775_POLIZIOTTO SENZA PAURA . Italia; 1978. Regia di Stelvio Massi.
Mezzo passo falso di Stelvio Massi alla regia e di Maurizio Merli nel ruolo di protagonista, Poliziotto senza paura è un poliziottesco che palesa troppe superficialità per sperare di strappare la sufficienza. Probabilmente all’origine c’è l’idea di farne una mezza farsa ma Merli fatica a reggere il registro ironico e si cerca una scappatoia con la parlata in romanesco che non paga (proprio come il Walter Spada, il protagonista, al night club).
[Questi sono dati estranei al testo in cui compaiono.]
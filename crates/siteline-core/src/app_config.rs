use std::net::SocketAddr;

#[derive(Debug, Clone, PartialEq, Eq)]
pub enum Environment {
    Development,
    Test,
    Production,
}

impl std::fmt::Display for Environment {
    fn fmt(&self, f: &mut std::fmt::Formatter<'_>) -> std::fmt::Result {
        match self {
            Environment::Development => write!(f, "development"),
            Environment::Test => write!(f, "test"),
            Environment::Production => write!(f, "production"),
        }
    }
}

#[derive(Clone)]
pub struct AppConfig {
    pub database_url: String,
    pub env: Environment,
    pub bind_addr: SocketAddr,
    pub log_level: String,
    pub maps_api_key: String,
    pub maps_base_url: String,
    pub genai_api_key: Option<String>,
    pub genai_base_url: String,
    pub genai_model: String,
    pub http_timeout_secs: u64,
    pub nearby_radius_m: u32,
    pub cache_capacity: usize,
    pub db_max_connections: u32,
    pub db_min_connections: u32,
    pub db_acquire_timeout_secs: u64,
}

impl std::fmt::Debug for AppConfig {
    fn fmt(&self, f: &mut std::fmt::Formatter<'_>) -> std::fmt::Result {
        f.debug_struct("AppConfig")
            .field("env", &self.env)
            .field("bind_addr", &self.bind_addr)
            .field("log_level", &self.log_level)
            .field("database_url", &"[redacted]")
            .field("maps_api_key", &"[redacted]")
            .field("maps_base_url", &self.maps_base_url)
            .field(
                "genai_api_key",
                &self.genai_api_key.as_ref().map(|_| "[redacted]"),
            )
            .field("genai_base_url", &self.genai_base_url)
            .field("genai_model", &self.genai_model)
            .field("http_timeout_secs", &self.http_timeout_secs)
            .field("nearby_radius_m", &self.nearby_radius_m)
            .field("cache_capacity", &self.cache_capacity)
            .field("db_max_connections", &self.db_max_connections)
            .field("db_min_connections", &self.db_min_connections)
            .field("db_acquire_timeout_secs", &self.db_acquire_timeout_secs)
            .finish()
    }
}
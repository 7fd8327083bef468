//! Alternative-site discovery and scoring.
//!
//! Probes six fixed compass offsets around the origin, collects a breadth-
//! favoring sample of places from each, and ranks them with an additive
//! heuristic score. The offsets are degree-space approximations of ~1 km
//! steps and are deliberately not corrected for latitude; they match the
//! behavior callers already depend on.

use std::collections::HashSet;

use siteline_core::{AlternativeCandidate, Category, Coordinate, Place};
use siteline_maps::MapsClient;

/// Directional probes: N/S lat steps, E/W lng steps, and two diagonals.
const PROBE_OFFSETS: [(f64, f64); 6] = [
    (0.01, 0.0),
    (-0.01, 0.0),
    (0.0, 0.01),
    (0.0, -0.01),
    (0.005, 0.005),
    (-0.005, -0.005),
];

/// Probes search wider than the primary nearby pass.
const PROBE_RADIUS_M: u32 = 2000;

/// At most this many places are taken from each probe: breadth over depth.
const PER_PROBE_LIMIT: usize = 2;

/// Default number of ranked candidates returned to callers.
pub const DEFAULT_ALTERNATIVE_LIMIT: usize = 5;

/// Type tags that mark a place as relevant to hospitality siting.
const RELEVANT_TYPES: [&str; 4] = ["restaurant", "cafe", "lodging", "tourist_attraction"];

/// Human labels for provider price tiers 0..=4.
const PRICE_LABELS: [&str; 5] = ["Free", "Inexpensive", "Moderate", "Expensive", "Very Expensive"];

/// Discovers and ranks alternative sites around `origin`.
///
/// Probes are issued sequentially and stop early once `limit` distinct
/// candidates have been gathered. A probe that fails is logged and skipped;
/// finding nothing anywhere yields an empty list, never an error. Results
/// are sorted descending by score and truncated to `limit`.
pub async fn find_alternatives(
    maps: &MapsClient,
    origin: Coordinate,
    category: Category,
    limit: usize,
) -> Vec<AlternativeCandidate> {
    if limit == 0 {
        return Vec::new();
    }

    let mut seen: HashSet<String> = HashSet::new();
    let mut candidates: Vec<Place> = Vec::new();

    for (dlat, dlng) in PROBE_OFFSETS {
        if candidates.len() >= limit {
            break;
        }
        let probe = Coordinate {
            lat: origin.lat + dlat,
            lng: origin.lng + dlng,
        };
        match maps
            .nearby_search(probe, PROBE_RADIUS_M, category.place_type())
            .await
        {
            Ok(places) => {
                for place in places.into_iter().take(PER_PROBE_LIMIT) {
                    // Overlapping probe radii return the same place from
                    // adjacent offsets; keep the first sighting only.
                    if seen.insert(place.id.clone()) {
                        candidates.push(place);
                    }
                }
            }
            Err(e) => {
                tracing::warn!(
                    lat = probe.lat,
                    lng = probe.lng,
                    error = %e,
                    "alternative probe failed; skipping offset"
                );
            }
        }
    }

    let mut scored: Vec<AlternativeCandidate> = candidates
        .into_iter()
        .map(|place| {
            let score = score_place(&place);
            let reasons = score_reasons(&place, score);
            AlternativeCandidate {
                place,
                score,
                reasons,
            }
        })
        .collect();

    scored.sort_by(|a, b| b.score.cmp(&a.score));
    scored.truncate(limit);
    scored
}

/// Scores a candidate place in [0, 100].
///
/// Base 50, then additive adjustments: rating `(r − 2.5) × 10` when present,
/// popularity `min(reviews/100, 1) × 15`, price `(3 − tier) × 5` when
/// present, +10 for a relevant type tag. Components are not clamped
/// individually; only the final sum is.
#[must_use]
pub fn score_place(place: &Place) -> u8 {
    let mut score = 50.0_f64;

    if let Some(rating) = place.rating {
        score += (rating - 2.5) * 10.0;
    }

    #[allow(clippy::cast_precision_loss)]
    let reviews = place.review_count.unwrap_or(0).max(0) as f64;
    score += (reviews / 100.0).min(1.0) * 15.0;

    if let Some(tier) = place.price_level {
        score += f64::from(3 - i32::from(tier)) * 5.0;
    }

    if place
        .types
        .iter()
        .any(|t| RELEVANT_TYPES.contains(&t.as_str()))
    {
        score += 10.0;
    }

    #[allow(clippy::cast_possible_truncation, clippy::cast_sign_loss)]
    let clamped = score.clamp(0.0, 100.0).round() as u8;
    clamped
}

/// Derives the advisory reason strings for a candidate. Reasons read the
/// same signals as the score but never feed back into it.
#[must_use]
pub fn score_reasons(place: &Place, score: u8) -> Vec<String> {
    let mut reasons = Vec::new();

    if place.rating.is_some_and(|r| r >= 4.0) {
        reasons.push("High rating".to_string());
    }
    if place.review_count.is_some_and(|n| n > 100) {
        reasons.push("Popular".to_string());
    }
    if let Some(tier) = place.price_level {
        if let Some(label) = PRICE_LABELS.get(usize::from(tier)) {
            reasons.push((*label).to_string());
        }
    }
    if score >= 75 {
        reasons.push("Excellent location score".to_string());
    } else if score >= 60 {
        reasons.push("Good location potential".to_string());
    }

    reasons
}

#[cfg(test)]
mod tests {
    use super::*;

    fn bare_place(id: &str) -> Place {
        Place {
            id: id.to_string(),
            name: format!("Place {id}"),
            address: None,
            coordinate: Coordinate {
                lat: 12.97,
                lng: 77.59,
            },
            rating: None,
            review_count: None,
            price_level: None,
            types: Vec::new(),
        }
    }

    #[test]
    fn bare_place_scores_the_base() {
        assert_eq!(score_place(&bare_place("p")), 50);
    }

    #[test]
    fn rating_component_is_linear_around_two_and_a_half() {
        // With no other signals, score = 50 + (r - 2.5) * 10.
        for (rating, expected) in [(0.0, 25), (2.5, 50), (4.0, 65), (5.0, 75)] {
            let mut place = bare_place("r");
            place.rating = Some(rating);
            assert_eq!(score_place(&place), expected, "rating {rating}");
        }
    }

    #[test]
    fn popularity_component_caps_at_fifteen() {
        let mut place = bare_place("pop");
        place.review_count = Some(100);
        assert_eq!(score_place(&place), 65);

        place.review_count = Some(10_000);
        assert_eq!(score_place(&place), 65, "cap must hold past 100 reviews");

        place.review_count = Some(0);
        assert_eq!(score_place(&place), 50, "zero reviews adds nothing");

        place.review_count = Some(50);
        assert_eq!(score_place(&place), 58, "50 reviews adds 7.5, rounded");
    }

    #[test]
    fn price_component_rewards_cheaper_tiers() {
        for (tier, expected) in [(0_u8, 65), (1, 60), (2, 55), (3, 50), (4, 45)] {
            let mut place = bare_place("price");
            place.price_level = Some(tier);
            assert_eq!(score_place(&place), expected, "tier {tier}");
        }
    }

    #[test]
    fn relevant_type_adds_ten() {
        let mut place = bare_place("t");
        place.types = vec!["tourist_attraction".to_string()];
        assert_eq!(score_place(&place), 60);

        place.types = vec!["gas_station".to_string()];
        assert_eq!(score_place(&place), 50);
    }

    #[test]
    fn score_clamps_to_one_hundred() {
        let mut place = bare_place("max");
        place.rating = Some(5.0);
        place.review_count = Some(1000);
        place.price_level = Some(0);
        place.types = vec!["cafe".to_string()];
        // 50 + 25 + 15 + 15 + 10 = 115 before the clamp.
        assert_eq!(score_place(&place), 100);
    }

    #[test]
    fn reasons_reflect_signals_without_affecting_score() {
        let mut place = bare_place("reasons");
        place.rating = Some(4.2);
        place.review_count = Some(250);
        place.price_level = Some(2);

        let score = score_place(&place);
        let reasons = score_reasons(&place, score);

        assert!(reasons.contains(&"High rating".to_string()));
        assert!(reasons.contains(&"Popular".to_string()));
        assert!(reasons.contains(&"Moderate".to_string()));
    }

    #[test]
    fn reasons_include_score_tier_labels() {
        let place = bare_place("tiers");
        assert!(score_reasons(&place, 80).contains(&"Excellent location score".to_string()));
        assert!(score_reasons(&place, 60).contains(&"Good location potential".to_string()));
        assert!(score_reasons(&place, 59).is_empty());
    }

    #[test]
    fn rating_below_four_is_not_a_high_rating_reason() {
        let mut place = bare_place("r39");
        place.rating = Some(3.9);
        assert!(!score_reasons(&place, 50).contains(&"High rating".to_string()));
    }
}
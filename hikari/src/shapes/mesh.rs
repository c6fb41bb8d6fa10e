use super::{CullMode, HitRecord, Triangle};
use crate::{
    bvh::Bvh,
    math::{transforms, Matrix4x4, Ray, Vec3},
};

/// A triangle mesh with a transform and its own acceleration structure.
///
/// Geometry is authored in object space; `update_transforms` refreshes the
/// world-space caches and rebuilds the hierarchy, and has to be called after
/// changing any of the transform components. Intersection queries only ever
/// read the transformed data.
pub struct TriangleMesh {
    /// Object-space vertex positions.
    pub positions: Vec<Vec3<f32>>,
    /// Object-space normals, one per triangle.
    pub normals: Vec<Vec3<f32>>,
    /// Vertex indices, stored as triplets.
    pub indices: Vec<u32>,
    pub cull_mode: CullMode,
    pub material_index: u8,
    /// World-space vertex positions.
    pub transformed_positions: Vec<Vec3<f32>>,
    /// World-space normals, one per triangle.
    pub transformed_normals: Vec<Vec3<f32>>,
    translation: Matrix4x4<f32>,
    rotation: Matrix4x4<f32>,
    scaling: Matrix4x4<f32>,
    bvh: Bvh,
}

impl TriangleMesh {
    /// Creates a new `TriangleMesh`, deriving one normal per triangle from
    /// the winding.
    pub fn new(
        positions: Vec<Vec3<f32>>,
        indices: Vec<u32>,
        cull_mode: CullMode,
        material_index: u8,
    ) -> Self {
        let normals = calculate_normals(&positions, &indices);
        Self::with_normals(positions, indices, normals, cull_mode, material_index)
    }

    /// Creates a new `TriangleMesh` with externally supplied per-triangle
    /// normals.
    pub fn with_normals(
        positions: Vec<Vec3<f32>>,
        indices: Vec<u32>,
        normals: Vec<Vec3<f32>>,
        cull_mode: CullMode,
        material_index: u8,
    ) -> Self {
        debug_assert!(indices.len() % 3 == 0);
        debug_assert!(normals.len() == indices.len() / 3);

        let mut ret = Self {
            positions,
            normals,
            indices,
            cull_mode,
            material_index,
            transformed_positions: Vec::new(),
            transformed_normals: Vec::new(),
            translation: Matrix4x4::identity(),
            rotation: Matrix4x4::identity(),
            scaling: Matrix4x4::identity(),
            bvh: Bvh::new(),
        };
        ret.update_transforms();
        ret
    }

    /// Creates a new `TriangleMesh` from loose triangles, with the cull mode
    /// and material of the mesh overriding theirs.
    pub fn from_triangles(
        triangles: &[Triangle],
        cull_mode: CullMode,
        material_index: u8,
    ) -> Self {
        let mut positions = Vec::with_capacity(triangles.len() * 3);
        let mut indices = Vec::with_capacity(triangles.len() * 3);
        let mut normals = Vec::with_capacity(triangles.len());
        for triangle in triangles {
            let first_index = positions.len() as u32;
            positions.push(triangle.v0);
            positions.push(triangle.v1);
            positions.push(triangle.v2);
            indices.push(first_index);
            indices.push(first_index + 1);
            indices.push(first_index + 2);
            normals.push(triangle.normal);
        }
        Self::with_normals(positions, indices, normals, cull_mode, material_index)
    }

    /// Sets the translation component of the mesh transform.
    pub fn translate(&mut self, delta: Vec3<f32>) {
        self.translation = transforms::translation(delta);
    }

    /// Sets the rotation component of the mesh transform to a rotation of
    /// `yaw` radians around the y-axis.
    pub fn rotate_y(&mut self, yaw: f32) {
        self.rotation = transforms::rotation_y(yaw);
    }

    /// Sets the scaling component of the mesh transform.
    pub fn scale(&mut self, scale: Vec3<f32>) {
        self.scaling = transforms::scale(scale.x, scale.y, scale.z);
    }

    /// Recomputes the world-space caches and rebuilds the hierarchy.
    ///
    /// Positions see the full scale-rotate-translate composition, normals
    /// rotation only since translation is inert for directions and the
    /// supported scales don't warrant a full normal matrix.
    pub fn update_transforms(&mut self) {
        let object_to_world = &(&self.translation * &self.rotation) * &self.scaling;
        let normal_to_world = &self.translation * &self.rotation;

        self.transformed_positions.clear();
        self.transformed_positions.extend(
            self.positions
                .iter()
                .map(|p| object_to_world.transform_point(*p)),
        );

        self.transformed_normals.clear();
        self.transformed_normals.extend(
            self.normals
                .iter()
                .map(|n| normal_to_world.transform_vector(*n)),
        );

        self.bvh.build(
            &self.transformed_positions,
            &mut self.indices,
            &mut self.normals,
            &mut self.transformed_normals,
        );
    }

    /// Returns the acceleration structure over the current world-space
    /// geometry.
    pub fn bvh(&self) -> &Bvh {
        &self.bvh
    }

    /// Intersects `ray` with this `TriangleMesh`, returning the closest hit.
    pub fn intersect(&self, ray: &Ray<f32>) -> Option<HitRecord> {
        if self.bvh.nodes().is_empty() {
            return None;
        }

        let mut closest = None;
        self.intersect_node(0, ray, &mut closest);
        closest
    }

    /// Checks if `ray` hits any triangle in this `TriangleMesh`, with the
    /// cull mode inverted per the any-hit convention.
    pub fn intersects(&self, ray: &Ray<f32>) -> bool {
        if self.bvh.nodes().is_empty() {
            return false;
        }

        self.any_hit_node(0, ray)
    }

    fn leaf_triangle(&self, index_offset: usize) -> Triangle {
        Triangle::with_normal(
            self.transformed_positions[self.indices[index_offset] as usize],
            self.transformed_positions[self.indices[index_offset + 1] as usize],
            self.transformed_positions[self.indices[index_offset + 2] as usize],
            self.transformed_normals[index_offset / 3],
            self.cull_mode,
            self.material_index,
        )
    }

    fn intersect_node(&self, node_idx: usize, ray: &Ray<f32>, closest: &mut Option<HitRecord>) {
        let node = &self.bvh.nodes()[node_idx];

        if !node.aabb.intersect(ray) {
            return;
        }

        if !node.is_leaf() {
            self.intersect_node(node.left_child as usize, ray, closest);
            self.intersect_node(node.right_child() as usize, ray, closest);
            return;
        }

        let first = node.first_index as usize;
        for offset in (0..node.index_count as usize).step_by(3) {
            if let Some(hit) = self.leaf_triangle(first + offset).intersect(ray) {
                if closest.as_ref().map_or(true, |c| hit.t < c.t) {
                    *closest = Some(hit);
                }
            }
        }
    }

    fn any_hit_node(&self, node_idx: usize, ray: &Ray<f32>) -> bool {
        let node = &self.bvh.nodes()[node_idx];

        if !node.aabb.intersect(ray) {
            return false;
        }

        if !node.is_leaf() {
            return self.any_hit_node(node.left_child as usize, ray)
                || self.any_hit_node(node.right_child() as usize, ray);
        }

        let first = node.first_index as usize;
        (0..node.index_count as usize)
            .step_by(3)
            .any(|offset| self.leaf_triangle(first + offset).intersects(ray))
    }
}

/// Derives one geometric normal per triangle from the winding.
///
/// Degenerate triangles get a zero normal and never pass the intersection
/// determinant test.
fn calculate_normals(positions: &[Vec3<f32>], indices: &[u32]) -> Vec<Vec3<f32>> {
    let mut normals = Vec::with_capacity(indices.len() / 3);
    for triangle in indices.chunks_exact(3) {
        let v0 = positions[triangle[0] as usize];
        let v1 = positions[triangle[1] as usize];
        let v2 = positions[triangle[2] as usize];

        let n = (v1 - v0).cross(v2 - v0);
        normals.push(if n.len_sqr() > 0.0 {
            n.normalized()
        } else {
            Vec3::zeros()
        });
    }
    normals
}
Gastone Moschin è chiamato a dare man forte in tal senso ma se Merli, via via che la storia prosegue, smette presto i panni del giullare e si fa un filo più serio, l’attore veronese continua imperterrito a recitare in modo forzatamente goliardico, risultando per il film una scheggia partita per la tangente. Si diceva delle leggerezze: la cosa più lampante è quella linguistica. Abbiamo un personaggio che fatica a parlare italiano e si reca in trasferta a Vienna e non ha praticamente mai problemi a dialogare con chicchessia. D’accordo, potrebbe conoscere l’idioma locale (e non il proprio?) ma per un minimo di veridicità, in genere, la cosa è data da intendere allo spettatore con qualche escamotage (i sottotitoli, un accenno nei dialoghi, cose così). Siamo nel 1978 ma l’approccio di Poliziotto senza paura è, da questo punto di vista, degno di un fumetto degli anni sessanta. In ogni caso è curiosa la scelta di spostare all’estero il teatro delle operazioni di un poliziottesco, un genere che sembrava strettamente legato al territorio nazionale (basti guardare la sfilza di nomi di città del belpaese che compaiono nei titoli del poliziesco all’italiana).
E ancora più curiosa l’idea di internazionalizzare il genere con un film che esalta, non solo nella parlata, il provincialismo tipicamente italiano (in Italia pure la capitale è provinciale). Difficile che si tratti di dettagli casuali visto per rafforzare la matrice internazionale della pellicola viene convocata anche una star del calibro di Joan Collins. L’attrice inglese recita la parte della cattiva (Brigitte) il che non è certo una novità; anzi, piuttosto fa specie la scena dello spogliarello forzato della Collins, con Brigitte che è obbligata ad uno show umiliante da Spada. Certo, la donna è perfida e si è macchiata di crimini atroci (organizzare la prostituzione minorile e omicidi di giovani ragazze) ma che attinenza ci può essere con l’essere costretta a spogliarsi? Tra l’altro, un numero di strip-tease piuttosto osé introduce la Collins nella pellicola, essendo l’attrice inglese piuttosto disinibita sull’argomento; perché dunque un ulteriore spogliarello ma stavolta a comando?
Pensando all’interprete londinese impegnata in un film italiano, viene in mente il volgare passaggio in L’amore breve – Lo stato d’assedio, film del 1969 di Romano Scavolini: e viene anche il sospetto che un certo tipo di maschio italiano (tipo Scavolini e Massi, nello specifico) trovino necessario rimettere la donna al suo posto, costringendola a spogliarsi solo quando è l’uomo di turno a ritenerlo necessario. Un pensiero che, se gli diamo ascolto, fa precipitare le quotazioni del buon Stelvio Massi, in genere valido artigiano del poliziottesco ma che potrebbe invece essere un ottuso bigotto che si è nascosto finora dietro le pistole dei suoi sbirri tutti d’un pezzo. Insomma, non è che sia un brutto film, ma sia Massi che Merli e perfino Moschin avevano una reputazione migliore prima di averlo fatto. Solo Joan Collins ne esce indenne, con una serie di passaggi visivamente memorabili. Come quello in pelliccia bianca nella gioielleria; si, si certo, ci sono anche i citati spogliarelli, a seno nudo nel night e quello in cui rimane in mutandine e reggiseno, che non sono da meno, almeno dal punto di vista dell’impatto scenico. Joan Collins è Joan Collins anche in mezzi filmetti come Poliziotto senza paura.